A **sorted** and **rotated** array of size n is given, write a program to find the minimum element in the array.

- Rotation by k times means that the first k sorted elements of the array will move to the last k positions and the last n - k sorted elements move to the first n - k positions (in an anti-clockwise fashion). For example, rotating an array X[0], X[1], X[2], ..., X[n-1] 3 time results in the array X[3], X[4], X[5], ..., X[n-2], X[n-1], X[0], X[1], X[2].
- In the given problem, we don’t know how many times the array is rotated.
- Assume that all elements in the array are unique.

**Examples**

Input: X[] = [5, 6, 7, 8, 9, **1**, 2, 3, 4], Output: 1, Explanation: Array is rotated by 4, so minimum element is present at index 5, which is 1.

Input: X[] = [8, 9, **3**, 4, 5, 6, 7], Output: 3, Explanation: Array is rotated by 5, so minimum element is present at index 2, which is 3.

Input: X[] = [**5**, 6, 7, 8, 9], Output: 5, Explanation: Array is not rotated at all, so minimum element is present at index 0, which is 5.

Input: X[] = [8, **7**], Output: 7, Explanation: Array is not rotated by 1, so minimum element is present at index 1, which is 7.
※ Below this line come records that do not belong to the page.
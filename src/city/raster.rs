//! Scan conversion of plan geometry into pixel coordinates
//!
//! Pure point generators; drawing the points is left to the caller.

use super::types::Point2D;

/// Bresenham line from `start` to `end`, both endpoints included.
///
/// The result is an 8-connected path that always ends exactly on `end`.
/// A zero-length segment yields the single point.
pub fn rasterize_line(start: Point2D, end: Point2D) -> Vec<Point2D> {
    let dx = (end.x - start.x).abs();
    let dy = (end.y - start.y).abs();
    let sx = if start.x < end.x { 1 } else { -1 };
    let sy = if start.y < end.y { 1 } else { -1 };

    let mut points = Vec::with_capacity(dx.max(dy) as usize + 1);
    let mut err = dx - dy;
    let mut x = start.x;
    let mut y = start.y;

    loop {
        points.push(Point2D::new(x, y));

        if x == end.x && y == end.y {
            break;
        }

        let e2 = 2 * err;
        if e2 > -dy {
            err -= dy;
            x += sx;
        }
        if e2 < dx {
            err += dx;
            y += sy;
        }
    }

    points
}

/// Midpoint circle around `center`.
///
/// Every octant step contributes its 8 mirrored points, so points on the
/// axes and diagonals appear more than once. Radius 0 collapses to the center.
pub fn rasterize_circle(center: Point2D, radius: i32) -> Vec<Point2D> {
    let radius = radius.saturating_abs();
    let mut x = 0;
    let mut y = radius;
    let mut d = 1 - radius;

    let mut points = Vec::new();
    plot_octants(&mut points, center, x, y);

    while x < y {
        x += 1;
        if d < 0 {
            d += 2 * x + 1;
        } else {
            y -= 1;
            d += 2 * (x - y) + 1;
        }
        plot_octants(&mut points, center, x, y);
    }

    points
}

fn plot_octants(points: &mut Vec<Point2D>, center: Point2D, x: i32, y: i32) {
    let (cx, cy) = (center.x, center.y);
    points.extend_from_slice(&[
        Point2D::new(cx + x, cy + y),
        Point2D::new(cx - x, cy + y),
        Point2D::new(cx + x, cy - y),
        Point2D::new(cx - x, cy - y),
        Point2D::new(cx + y, cy + x),
        Point2D::new(cx - y, cy + x),
        Point2D::new(cx + y, cy - x),
        Point2D::new(cx - y, cy - x),
    ]);
}

/// Outline of the rectangle spanned by two opposite corners.
///
/// Edges are emitted top, right, bottom, left; shared corners repeat.
pub fn rasterize_rect_outline(min: Point2D, max: Point2D) -> Vec<Point2D> {
    let top_right = Point2D::new(max.x, min.y);
    let bottom_left = Point2D::new(min.x, max.y);

    let mut points = rasterize_line(min, top_right);
    points.extend(rasterize_line(top_right, max));
    points.extend(rasterize_line(max, bottom_left));
    points.extend(rasterize_line(bottom_left, min));
    points
}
- A brute force approach using linear search
- An efficient approach using binary search

One basic idea would be to traverse the array from start to end and find the minimum element. For this, we initialize a variable minRotated to track the minimum. Whenever we find a value X[i] less than minRotated, we update the minRotated with the X[i]. So by the end of the loop, the minimum value gets stored in minRotated.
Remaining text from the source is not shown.